■ **Supplied material**

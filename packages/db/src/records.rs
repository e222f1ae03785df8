//! Internal record types for SurrealDB and their domain conversions.

use chrono::{DateTime, Utc};
use jobs_core::{
    JobApplication, JobApplicationId, JobListing, JobListingId, JobTranslation, Locale,
};
use serde::{Deserialize, Serialize};
use surrealdb::sql::Thing;

use crate::DbError;

pub(crate) const LISTING_TABLE: &str = "job_listing";
pub(crate) const TRANSLATION_TABLE: &str = "job_translation";
pub(crate) const APPLICATION_TABLE: &str = "job_application";

/// Base listing row as read back from the store.
#[derive(Debug, Deserialize)]
pub(crate) struct ListingRecord {
    pub id: Option<Thing>,
    pub draft: bool,
    pub published_at: DateTime<Utc>,
    pub created_at: DateTime<Utc>,
    pub updated_at: DateTime<Utc>,
}

impl ListingRecord {
    pub fn listing_id(&self) -> Result<JobListingId, DbError> {
        let raw = self.id.as_ref().map(|t| t.id.to_raw()).unwrap_or_default();
        JobListingId::parse(&raw)
            .map_err(|e| DbError::Serialization(format!("bad listing id {raw:?}: {e}")))
    }

    pub fn into_listing(self, translations: Vec<JobTranslation>) -> Result<JobListing, DbError> {
        Ok(JobListing {
            id: self.listing_id()?,
            draft: self.draft,
            published_at: self.published_at,
            created_at: self.created_at,
            updated_at: self.updated_at,
            translations,
        })
    }
}

/// Translation row, read and written as-is.
#[derive(Debug, Clone, Serialize, Deserialize)]
pub(crate) struct TranslationRecord {
    pub listing: String,
    pub locale: String,
    pub title: String,
    pub slug: String,
    pub description: String,
    #[serde(default)]
    pub employment_terms: Option<String>,
    #[serde(default)]
    pub hours: Option<String>,
    #[serde(default)]
    pub education: Option<String>,
    #[serde(default)]
    pub experience: Option<String>,
    #[serde(default)]
    pub skills: Option<String>,
    #[serde(default)]
    pub languages: Option<String>,
    #[serde(default)]
    pub salary: Option<String>,
    #[serde(default)]
    pub length: Option<String>,
    #[serde(default)]
    pub contact: Option<String>,
    #[serde(default)]
    pub reference: Option<String>,
}

impl TranslationRecord {
    pub fn from_translation(listing: JobListingId, t: &JobTranslation) -> Self {
        Self {
            listing: listing.to_string(),
            locale: t.locale.to_string(),
            title: t.title.clone(),
            slug: t.slug.clone(),
            description: t.description.clone(),
            employment_terms: t.employment_terms.clone(),
            hours: t.hours.clone(),
            education: t.education.clone(),
            experience: t.experience.clone(),
            skills: t.skills.clone(),
            languages: t.languages.clone(),
            salary: t.salary.clone(),
            length: t.length.clone(),
            contact: t.contact.clone(),
            reference: t.reference.clone(),
        }
    }

    pub fn into_translation(self) -> Result<JobTranslation, DbError> {
        let locale =
            Locale::parse(&self.locale).map_err(|e| DbError::Serialization(e.to_string()))?;
        Ok(JobTranslation {
            locale,
            title: self.title,
            slug: self.slug,
            description: self.description,
            employment_terms: self.employment_terms,
            hours: self.hours,
            education: self.education,
            experience: self.experience,
            skills: self.skills,
            languages: self.languages,
            salary: self.salary,
            length: self.length,
            contact: self.contact,
            reference: self.reference,
        })
    }
}

/// Application row as read back from the store.
#[derive(Debug, Deserialize)]
pub(crate) struct ApplicationRecord {
    pub id: Option<Thing>,
    pub job_id: String,
    pub name: String,
    pub email: String,
    #[serde(default)]
    pub phone: Option<String>,
    #[serde(default)]
    pub cover_letter: Option<String>,
    pub created_at: DateTime<Utc>,
}

impl ApplicationRecord {
    pub fn into_application(self) -> Result<JobApplication, DbError> {
        let raw = self.id.as_ref().map(|t| t.id.to_raw()).unwrap_or_default();
        let id = JobApplicationId::parse(&raw)
            .map_err(|e| DbError::Serialization(format!("bad application id {raw:?}: {e}")))?;
        let job_id = JobListingId::parse(&self.job_id)
            .map_err(|e| DbError::Serialization(format!("bad listing id {:?}: {e}", self.job_id)))?;

        Ok(JobApplication {
            id,
            job_id,
            name: self.name,
            email: self.email,
            phone: self.phone,
            cover_letter: self.cover_letter,
            created_at: self.created_at,
        })
    }
}
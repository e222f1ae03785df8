//! Friendly identifiers derived from listing titles.

/// Turns a title into URL-safe slug candidates.
///
/// The repository asks for candidates in order (`attempt` 1, 2, ...) until
/// it finds one that no other listing owns in the same locale.
pub trait SlugStrategy: Send + Sync {
    /// Normalize `source` into a slug. May return an empty string when
    /// nothing in `source` survives normalization.
    fn slugify(&self, source: &str) -> String;

    /// Candidate number `attempt` for `base`. Attempt 1 is `base` itself.
    fn candidate(&self, base: &str, attempt: u32) -> String {
        if attempt <= 1 {
            base.to_string()
        } else {
            format!("{base}-{attempt}")
        }
    }

    /// Slugs that must never be issued because they collide with routes.
    fn is_reserved(&self, _slug: &str) -> bool {
        false
    }
}

/// Default slug strategy.
///
/// # Steps
/// - Transliterate Unicode to ASCII with `deunicode` (e.g., "Café" → "Cafe").
/// - Lowercase; keep ASCII alphanumerics.
/// - Collapse every other run of characters into a single separator.
/// - Trim separators from both ends.
#[derive(Debug, Clone)]
pub struct Parameterize {
    separator: char,
    reserved: Vec<String>,
}

impl Default for Parameterize {
    fn default() -> Self {
        Self {
            separator: '-',
            reserved: vec!["new".to_string(), "edit".to_string()],
        }
    }
}

impl Parameterize {
    pub fn new() -> Self {
        Self::default()
    }

    pub fn with_separator(mut self, separator: char) -> Self {
        self.separator = separator;
        self
    }

    /// Replace the reserved word list.
    pub fn with_reserved<I, S>(mut self, words: I) -> Self
    where
        I: IntoIterator<Item = S>,
        S: Into<String>,
    {
        self.reserved = words.into_iter().map(Into::into).collect();
        self
    }
}

impl SlugStrategy for Parameterize {
    fn slugify(&self, source: &str) -> String {
        let transliterated = deunicode::deunicode(source);
        let mut out = String::with_capacity(transliterated.len());
        let mut pending_separator = false;

        for ch in transliterated.chars() {
            if ch.is_ascii_alphanumeric() {
                if pending_separator && !out.is_empty() {
                    out.push(self.separator);
                }
                pending_separator = false;
                out.push(ch.to_ascii_lowercase());
            } else {
                pending_separator = true;
            }
        }

        out
    }

    fn candidate(&self, base: &str, attempt: u32) -> String {
        if attempt <= 1 {
            base.to_string()
        } else {
            format!("{base}{}{attempt}", self.separator)
        }
    }

    fn is_reserved(&self, slug: &str) -> bool {
        self.reserved.iter().any(|r| r == slug)
    }
}
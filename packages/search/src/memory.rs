//! In-process keyword index.

use std::collections::HashMap;

use tokio::sync::RwLock;

use crate::{
    DEFAULT_MIN_WORD_SIZE, DocumentKey, IndexDocument, IndexError, KeywordIndex, SearchHit,
    SearchQuery, tokenize,
};

/// Title terms count double when ranking.
const TITLE_WEIGHT: u32 = 2;

/// Keyword index held in memory.
///
/// Each document is stored as a weighted term-frequency table. Search scans
/// all documents, which is fine for the few thousand listings a CMS holds.
#[derive(Debug)]
pub struct MemoryKeywordIndex {
    min_word_size: usize,
    documents: RwLock<HashMap<DocumentKey, HashMap<String, u32>>>,
}

impl Default for MemoryKeywordIndex {
    fn default() -> Self {
        Self::new()
    }
}

impl MemoryKeywordIndex {
    pub fn new() -> Self {
        Self::with_min_word_size(DEFAULT_MIN_WORD_SIZE)
    }

    pub fn with_min_word_size(min_word_size: usize) -> Self {
        Self {
            min_word_size: min_word_size.max(1),
            documents: RwLock::new(HashMap::new()),
        }
    }

    /// Number of indexed documents.
    pub async fn len(&self) -> usize {
        self.documents.read().await.len()
    }

    pub async fn is_empty(&self) -> bool {
        self.documents.read().await.is_empty()
    }

    fn term_frequencies(&self, document: &IndexDocument) -> HashMap<String, u32> {
        let mut terms = HashMap::new();

        for term in tokenize(&document.title, self.min_word_size) {
            *terms.entry(term).or_insert(0) += TITLE_WEIGHT;
        }

        let body = [
            Some(document.description.as_str()),
            document.employment_terms.as_deref(),
            document.hours.as_deref(),
        ];
        for text in body.into_iter().flatten() {
            for term in tokenize(text, self.min_word_size) {
                *terms.entry(term).or_insert(0) += 1;
            }
        }

        terms
    }
}

impl KeywordIndex for MemoryKeywordIndex {
    async fn upsert(&self, key: &DocumentKey, document: &IndexDocument) -> Result<(), IndexError> {
        let terms = self.term_frequencies(document);
        tracing::trace!("Indexed {} with {} terms", key, terms.len());
        self.documents.write().await.insert(key.clone(), terms);
        Ok(())
    }

    async fn remove(&self, key: &DocumentKey) -> Result<(), IndexError> {
        self.documents.write().await.remove(key);
        Ok(())
    }

    async fn clear(&self) -> Result<(), IndexError> {
        self.documents.write().await.clear();
        Ok(())
    }

    async fn search(&self, query: &str) -> Result<Vec<SearchHit>, IndexError> {
        let query = SearchQuery::parse(query, self.min_word_size);
        if query.is_empty() {
            return Ok(Vec::new());
        }

        let documents = self.documents.read().await;
        let mut hits: Vec<SearchHit> = documents
            .iter()
            .filter(|(_, terms)| !query.excluded.iter().any(|t| terms.contains_key(t)))
            .filter_map(|(key, terms)| {
                let mut score = 0u32;
                for term in &query.required {
                    score += *terms.get(term)?;
                }
                Some(SearchHit {
                    key: key.clone(),
                    score,
                })
            })
            .collect();

        hits.sort_by(|a, b| b.score.cmp(&a.score).then_with(|| a.key.cmp(&b.key)));
        Ok(hits)
    }
}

■ **Directions for this task**
All that is needed is the opening run of the data, given again exactly: please include every line from the first through the line with "pub(crate) const LISTING_TABLE: &str", both ends kept.

■ **Response area**
filename packages/db/src/records.rs
repository e222f1ae03785df8
//! Internal record types for SurrealDB and their domain conversions.

use chrono::{DateTime, Utc};
use jobs_core::{
    JobApplication, JobApplicationId, JobListing, JobListingId, JobTranslation, Locale,
};
use serde::{Deserialize, Serialize};
use surrealdb::sql::Thing;

use crate::DbError;

pub(crate) const LISTING_TABLE: &str = "job_listing";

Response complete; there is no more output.